[llvm-dev] RFC: DenseMap grow() slowness

Philip Reames via llvm-dev llvm-dev at lists.llvm.org
Tue Mar 15 16:56:01 PDT 2016



On 03/15/2016 04:22 PM, escha at apple.com wrote:
>
>> On Mar 15, 2016, at 4:09 PM, Philip Reames <listmail at philipreames.com 
>> <mailto:listmail at philipreames.com>> wrote:
>>
>>
>>
>> On 03/15/2016 03:07 PM, via llvm-dev wrote:
>>> There’s a few passes in LLVM that make heavy use of a big DenseMap, 
>>> one that potentially gets filled with up to 1 entry for each 
>>> instruction in the function. EarlyCSE is the best example, but 
>>> Reassociate and MachineCSE have this to some degree as well (there 
>>> might be others?). To put it simply: at least in my profile, 
>>> EarlyCSE spends ~1/5 of its time growing DenseMaps. This is kind of… 
>>> bad.
>>>
>>> grow() is inherently slow because it needs to rehash and reinsert 
>>> everything. This means growing a DenseMap costs much, much more than 
>>> growing, for example, a vector. I talked about this with a few 
>>> people and here are some possibilities we’ve come up with to improve 
>>> this (some of which probably aren’t what we want):
>>>
>>> 1. Use a map that doesn’t require rehashing and reinsertion to grow. 
>>> Chaining lets you do this, but std::unordered_map is probably so 
>>> much slower than DenseMap we’d lose more than we gain.

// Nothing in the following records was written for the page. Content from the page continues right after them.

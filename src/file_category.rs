//! File categorization by extension.
//!
//! Every file is sorted into exactly one [`Category`] based on its lowercase
//! extension. The lookup table is held by [`FileMapper`] so a different table
//! can be swapped in without touching the sorting pipeline.
//!
//! # Examples
//!
//! ```
//! use clean_folder::file_category::{Category, FileMapper};
//!
//! let mapper = FileMapper::default();
//! assert_eq!(mapper.extension_to_category(".mp3"), Some(Category::Audio));
//! assert_eq!(mapper.extension_to_category(".PDF"), Some(Category::Documents));
//! assert_eq!(mapper.extension_to_category(".rs"), None);
//! ```
use crate::stats::StatsStore;
use std::collections::HashMap;
use std::path::Path;

/// A top-level classification bucket.
///
/// The directory name of each category is the name of the subfolder created
/// under the sorted root.
#[derive(Debug, Clone, Copy, PartialEq, Eq, Hash, PartialOrd, Ord)]
pub enum Category {
    /// Audio files (MP3, OGG, WAV, ...)
    Audio,
    /// Document files (DOCX, TXT, PDF, ...)
    Documents,
    /// Image files (JPEG, PNG, SVG, ...)
    Images,
    /// Video files (AVI, MP4, MKV, ...)
    Video,
    /// Archives that get unpacked (ZIP, GZ, TAR)
    Archives,
    /// Everything the table does not recognize
    Other,
}

impl Category {
    /// All categories in declaration order. Reports are emitted in this order.
    pub const ALL: [Category; 6] = [
        Category::Audio,
        Category::Documents,
        Category::Images,
        Category::Video,
        Category::Archives,
        Category::Other,
    ];

    /// Returns the directory name for this category.
    ///
    /// # Examples
    ///
    /// ```
    /// use clean_folder::file_category::Category;
    ///
    /// assert_eq!(Category::Images.dir_name(), "images");
    /// assert_eq!(Category::Other.dir_name(), "other");
    /// ```
    pub fn dir_name(&self) -> &'static str {
        match self {
            Category::Audio => "audio",
            Category::Documents => "documents",
            Category::Images => "images",
            Category::Video => "video",
            Category::Archives => "archives",
            Category::Other => "other",
        }
    }

    /// Whether files in this category get their names transliterated.
    ///
    /// Unrecognized files keep their original name.
    pub fn normalizes_names(&self) -> bool {
        !matches!(self, Category::Other)
    }
}

impl std::fmt::Display for Category {
    fn fmt(&self, f: &mut std::fmt::Formatter<'_>) -> std::fmt::Result {
        f.write_str(self.dir_name())
    }
}

/// The built-in extension table.
pub const DEFAULT_TABLE: &[(Category, &[&str])] = &[
    (
        Category::Audio,
        &[".mp3", ".ogg", ".wav", ".amr", ".flac", ".wma"],
    ),
    (
        Category::Documents,
        &[".docx", ".txt", ".doc", ".pdf", ".xlsx", ".pptx"],
    ),
    (Category::Images, &[".jpeg", ".png", ".jpg", ".svg"]),
    (Category::Video, &[".avi", ".mp4", ".mov", ".mkv"]),
    (Category::Archives, &[".zip", ".gz", ".tar"]),
    (Category::Other, &[]),
];

/// Returns the lowercase final suffix of a path including its dot, or an
/// empty string when there is none.
///
/// # Examples
///
/// ```
/// use clean_folder::file_category::file_extension;
/// use std::path::Path;
///
/// assert_eq!(file_extension(Path::new("song.MP3")), ".mp3");
/// assert_eq!(file_extension(Path::new("archive.tar.gz")), ".gz");
/// assert_eq!(file_extension(Path::new("Makefile")), "");
/// assert_eq!(file_extension(Path::new(".bashrc")), "");
/// ```
pub fn file_extension(path: &Path) -> String {
    match path.extension() {
        Some(ext) if !ext.is_empty() => format!(".{}", ext.to_string_lossy().to_lowercase()),
        _ => String::new(),
    }
}

/// Maps file extensions to categories.
#[derive(Debug, Clone)]
pub struct FileMapper {
    extension_map: HashMap<String, Category>,
}

impl FileMapper {
    /// Creates a mapper from the built-in table.
    pub fn new() -> Self {
        Self::from_table(DEFAULT_TABLE)
    }

    /// Creates a mapper from an arbitrary table.
    ///
    /// Extensions are expected to be disjoint; if one is listed twice the
    /// first category that lists it wins.
    pub fn from_table(table: &[(Category, &[&str])]) -> Self {
        let mut mapper = Self {
            extension_map: HashMap::new(),
        };
        for (category, extensions) in table {
            for ext in *extensions {
                let key = Self::key(ext);
                mapper.extension_map.entry(key).or_insert(*category);
            }
        }
        mapper
    }

    fn key(ext: &str) -> String {
        let ext = ext.to_lowercase();
        if ext.is_empty() || ext.starts_with('.') {
            ext
        } else {
            format!(".{ext}")
        }
    }

    /// Adds or replaces an extension mapping.
    pub fn add_extension_mapping(&mut self, ext: &str, category: Category) {
        self.extension_map.insert(Self::key(ext), category);
    }

    /// Maps an extension (with or without leading dot) to a category.
    pub fn extension_to_category(&self, ext: &str) -> Option<Category> {
        if ext.is_empty() {
            return None;
        }
        self.extension_map.get(&Self::key(ext)).copied()
    }

    /// Determines the category of a file and records its extension as known
    /// or unknown.
    ///
    /// # Examples
    ///
    /// ```
    /// use clean_folder::file_category::{Category, FileMapper};
    /// use clean_folder::stats::StatsStore;
    /// use std::path::Path;
    ///
    /// let mapper = FileMapper::default();
    /// let stats = StatsStore::new();
    /// assert_eq!(mapper.categorize(Path::new("a/b.Jpg"), &stats), Category::Images);
    /// assert_eq!(mapper.categorize(Path::new("notes"), &stats), Category::Other);
    ///
    /// let stats = stats.into_stats();
    /// assert!(stats.known.contains(".jpg"));
    /// assert!(stats.unknown.contains(""));
    /// ```
    pub fn categorize(&self, file: &Path, stats: &StatsStore) -> Category {
        let ext = file_extension(file);
        match self.extension_to_category(&ext) {
            Some(category) => {
                stats.record_known(&ext);
                category
            }
            None => {
                stats.record_unknown(&ext);
                Category::Other
            }
        }
    }
}

impl Default for FileMapper {
    fn default() -> Self {
        Self::new()
    }
}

>>> 2. Include the hash code in the map so that we don’t have to rehash. 
>>> 32 bits more per entry (or whatever), and it might not help that 
>>> much, since we still have to do the whole reinsertion routine.
>>> 3. Pre-calculate an estimate as to the map size we need. For 
>>> example, in EarlyCSE, this is possibly gross overestimate of size 
>>> needed:
>>>
>>> unsigned InstCount = 0;
>>> unsigned LoadCount = 0;
>>> unsigned CallCount = 0;
>>> for (inst_iterator FI = inst_begin(F), FE = inst_end(F); FI != FE; 
>>> ++FI) {
>>> if(FI->mayReadOrWriteMemory())
>>> ++LoadCount;
>>> else if (isa<CallInst>(*FI))
>>> ++CallCount;
>>> else
>>> ++InstCount;
>>>   }
>>> AvailableValues.resize(InstCount);
>>> AvailableLoads.resize(LoadCount);
>>> AvailableCalls.resize(CallCount);
>>>
>>> But it does the job, and saves ~20% of time in EarlyCSE on my 
>>> profiles. Yes, iterating over the entire function is way cheaper 
>>> than grow(). Downsides are that while it’s still bounded by function 
>>> size, it could end up allocating a good bit more depending on — in 
>>> EarlyCSE’s case — the control flow/dominator structure.
>>>
>>> Any thoughts on this, or other less ugly alternatives? I estimate 
>>> that, at least in our pass pipeline, we’re losing at least ~1% of 
>>> total time to avoidable DenseMap::grow() operations, which feels a 
>>> little bit… unnecessary.
>>
>> Slightly OT, but it looks like the LoadValue (value type of the 
>> AvailableLoads structure) is relatively memory inefficient.  At 
>> minimum, we could get rid of the IsAtomic space by using a tagged 
>> pointer.  That would at least bring us down to a 128 bits (a nice 
>> power of two).  That might help speed up some of the copying.
>
> Just to note, it looks like I was testing on a somewhat older LLVM 
> version that didn’t have LoadValue at all, so my guess is this means 
> it’s even -worse- in trunk.
Er, LoadValue's been around for a while (6 months).  How far back are 
you testing?  I'd strongly suggest switching to something more recent.